*Material for this task:*
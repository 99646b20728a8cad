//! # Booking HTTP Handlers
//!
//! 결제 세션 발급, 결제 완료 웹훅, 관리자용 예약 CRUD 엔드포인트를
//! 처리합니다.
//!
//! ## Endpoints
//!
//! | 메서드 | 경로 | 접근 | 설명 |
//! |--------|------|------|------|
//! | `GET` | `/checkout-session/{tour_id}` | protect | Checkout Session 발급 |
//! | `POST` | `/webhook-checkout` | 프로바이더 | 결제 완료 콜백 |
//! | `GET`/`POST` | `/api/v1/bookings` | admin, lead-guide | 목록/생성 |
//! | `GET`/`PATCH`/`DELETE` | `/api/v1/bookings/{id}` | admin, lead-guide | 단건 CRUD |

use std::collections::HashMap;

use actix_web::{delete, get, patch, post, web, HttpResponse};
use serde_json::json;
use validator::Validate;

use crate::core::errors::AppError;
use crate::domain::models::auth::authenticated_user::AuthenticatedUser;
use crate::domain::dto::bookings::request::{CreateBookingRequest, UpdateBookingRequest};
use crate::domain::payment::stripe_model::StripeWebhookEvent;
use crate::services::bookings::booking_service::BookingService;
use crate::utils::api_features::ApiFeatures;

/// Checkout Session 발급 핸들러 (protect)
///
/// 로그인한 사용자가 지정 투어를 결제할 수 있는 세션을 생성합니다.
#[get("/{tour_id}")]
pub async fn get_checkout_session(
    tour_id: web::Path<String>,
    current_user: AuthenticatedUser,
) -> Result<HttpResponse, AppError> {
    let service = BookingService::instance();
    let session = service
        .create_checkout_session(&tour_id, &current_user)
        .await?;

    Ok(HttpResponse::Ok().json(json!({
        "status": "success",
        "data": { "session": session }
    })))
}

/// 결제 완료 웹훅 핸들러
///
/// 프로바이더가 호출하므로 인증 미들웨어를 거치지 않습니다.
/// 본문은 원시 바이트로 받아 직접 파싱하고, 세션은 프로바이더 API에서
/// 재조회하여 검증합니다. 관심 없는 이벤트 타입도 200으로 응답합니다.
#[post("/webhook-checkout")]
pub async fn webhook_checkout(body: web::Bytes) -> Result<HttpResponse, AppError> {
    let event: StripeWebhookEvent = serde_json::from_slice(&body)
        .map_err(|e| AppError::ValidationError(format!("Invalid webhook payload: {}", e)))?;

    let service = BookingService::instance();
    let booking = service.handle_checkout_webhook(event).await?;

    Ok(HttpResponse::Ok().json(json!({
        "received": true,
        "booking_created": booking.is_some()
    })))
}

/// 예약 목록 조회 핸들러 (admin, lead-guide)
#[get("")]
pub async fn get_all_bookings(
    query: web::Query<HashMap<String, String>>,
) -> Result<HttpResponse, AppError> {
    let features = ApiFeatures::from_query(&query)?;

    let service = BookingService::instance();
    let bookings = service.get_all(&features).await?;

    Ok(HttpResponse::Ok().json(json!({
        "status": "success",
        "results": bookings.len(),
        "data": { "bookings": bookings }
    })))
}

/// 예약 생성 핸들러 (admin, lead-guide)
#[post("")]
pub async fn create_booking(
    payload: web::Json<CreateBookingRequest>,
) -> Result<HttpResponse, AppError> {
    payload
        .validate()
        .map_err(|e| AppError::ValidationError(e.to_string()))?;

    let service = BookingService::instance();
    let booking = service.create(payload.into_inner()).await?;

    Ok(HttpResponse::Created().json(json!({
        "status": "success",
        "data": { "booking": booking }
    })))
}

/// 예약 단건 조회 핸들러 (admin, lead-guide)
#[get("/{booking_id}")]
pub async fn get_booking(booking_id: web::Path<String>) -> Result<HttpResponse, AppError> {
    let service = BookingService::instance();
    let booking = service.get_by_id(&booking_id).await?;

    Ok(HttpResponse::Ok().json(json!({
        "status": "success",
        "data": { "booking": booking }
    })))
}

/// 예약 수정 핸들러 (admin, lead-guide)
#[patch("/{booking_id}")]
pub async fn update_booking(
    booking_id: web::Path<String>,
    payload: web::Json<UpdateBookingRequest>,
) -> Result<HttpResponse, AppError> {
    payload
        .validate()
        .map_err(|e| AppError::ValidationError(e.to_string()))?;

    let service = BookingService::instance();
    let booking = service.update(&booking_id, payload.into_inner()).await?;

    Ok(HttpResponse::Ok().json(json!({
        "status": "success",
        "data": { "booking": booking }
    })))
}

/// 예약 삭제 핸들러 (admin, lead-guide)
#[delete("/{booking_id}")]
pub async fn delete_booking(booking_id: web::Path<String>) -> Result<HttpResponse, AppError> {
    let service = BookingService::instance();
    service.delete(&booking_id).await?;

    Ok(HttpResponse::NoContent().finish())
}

*What you should do:* Print every line of the listing shown above, exactly.

*Task solution:*
repository 99646b20728a8cad
//! # Booking HTTP Handlers
//!
//! 결제 세션 발급, 결제 완료 웹훅, 관리자용 예약 CRUD 엔드포인트를
//! 처리합니다.
//!
//! ## Endpoints
//!
//! | 메서드 | 경로 | 접근 | 설명 |
//! |--------|------|------|------|
//! | `GET` | `/checkout-session/{tour_id}` | protect | Checkout Session 발급 |
//! | `POST` | `/webhook-checkout` | 프로바이더 | 결제 완료 콜백 |
//! | `GET`/`POST` | `/api/v1/bookings` | admin, lead-guide | 목록/생성 |
//! | `GET`/`PATCH`/`DELETE` | `/api/v1/bookings/{id}` | admin, lead-guide | 단건 CRUD |

use std::collections::HashMap;

use actix_web::{delete, get, patch, post, web, HttpResponse};
use serde_json::json;
use validator::Validate;

use crate::core::errors::AppError;
use crate::domain::models::auth::authenticated_user::AuthenticatedUser;
use crate::domain::dto::bookings::request::{CreateBookingRequest, UpdateBookingRequest};
use crate::domain::payment::stripe_model::StripeWebhookEvent;
use crate::services::bookings::booking_service::BookingService;
use crate::utils::api_features::ApiFeatures;

/// Checkout Session 발급 핸들러 (protect)
///
/// 로그인한 사용자가 지정 투어를 결제할 수 있는 세션을 생성합니다.
#[get("/{tour_id}")]
pub async fn get_checkout_session(
    tour_id: web::Path<String>,
    current_user: AuthenticatedUser,
) -> Result<HttpResponse, AppError> {
    let service = BookingService::instance();
    let session = service
        .create_checkout_session(&tour_id, &current_user)
        .await?;

    Ok(HttpResponse::Ok().json(json!({
        "status": "success",
        "data": { "session": session }
    })))
}

/// 결제 완료 웹훅 핸들러
///
/// 프로바이더가 호출하므로 인증 미들웨어를 거치지 않습니다.
/// 본문은 원시 바이트로 받아 직접 파싱하고, 세션은 프로바이더 API에서
/// 재조회하여 검증합니다. 관심 없는 이벤트 타입도 200으로 응답합니다.
#[post("/webhook-checkout")]
pub async fn webhook_checkout(body: web::Bytes) -> Result<HttpResponse, AppError> {
    let event: StripeWebhookEvent = serde_json::from_slice(&body)
        .map_err(|e| AppError::ValidationError(format!("Invalid webhook payload: {}", e)))?;

    let service = BookingService::instance();
    let booking = service.handle_checkout_webhook(event).await?;

    Ok(HttpResponse::Ok().json(json!({
        "received": true,
        "booking_created": booking.is_some()
    })))
}

/// 예약 목록 조회 핸들러 (admin, lead-guide)
#[get("")]
pub async fn get_all_bookings(
    query: web::Query<HashMap<String, String>>,
) -> Result<HttpResponse, AppError> {
    let features = ApiFeatures::from_query(&query)?;

    let service = BookingService::instance();
    let bookings = service.get_all(&features).await?;

    Ok(HttpResponse::Ok().json(json!({
        "status": "success",
        "results": bookings.len(),
        "data": { "bookings": bookings }
    })))
}

/// 예약 생성 핸들러 (admin, lead-guide)
#[post("")]
pub async fn create_booking(
    payload: web::Json<CreateBookingRequest>,
) -> Result<HttpResponse, AppError> {
    payload
        .validate()
        .map_err(|e| AppError::ValidationError(e.to_string()))?;

    let service = BookingService::instance();
    let booking = service.create(payload.into_inner()).await?;

    Ok(HttpResponse::Created().json(json!({
        "status": "success",
        "data": { "booking": booking }
    })))
}

/// 예약 단건 조회 핸들러 (admin, lead-guide)
#[get("/{booking_id}")]
pub async fn get_booking(booking_id: web::Path<String>) -> Result<HttpResponse, AppError> {
    let service = BookingService::instance();
    let booking = service.get_by_id(&booking_id).await?;

    Ok(HttpResponse::Ok().json(json!({
        "status": "success",
        "data": { "booking": booking }
    })))
}

/// 예약 수정 핸들러 (admin, lead-guide)
#[patch("/{booking_id}")]
pub async fn update_booking(
    booking_id: web::Path<String>,
    payload: web::Json<UpdateBookingRequest>,
) -> Result<HttpResponse, AppError> {
    payload
        .validate()
        .map_err(|e| AppError::ValidationError(e.to_string()))?;

    let service = BookingService::instance();
    let booking = service.update(&booking_id, payload.into_inner()).await?;

    Ok(HttpResponse::Ok().json(json!({
        "status": "success",
        "data": { "booking": booking }
    })))
}

/// 예약 삭제 핸들러 (admin, lead-guide)
#[delete("/{booking_id}")]
pub async fn delete_booking(booking_id: web::Path<String>) -> Result<HttpResponse, AppError> {
    let service = BookingService::instance();
    service.delete(&booking_id).await?;

    Ok(HttpResponse::NoContent().finish())
}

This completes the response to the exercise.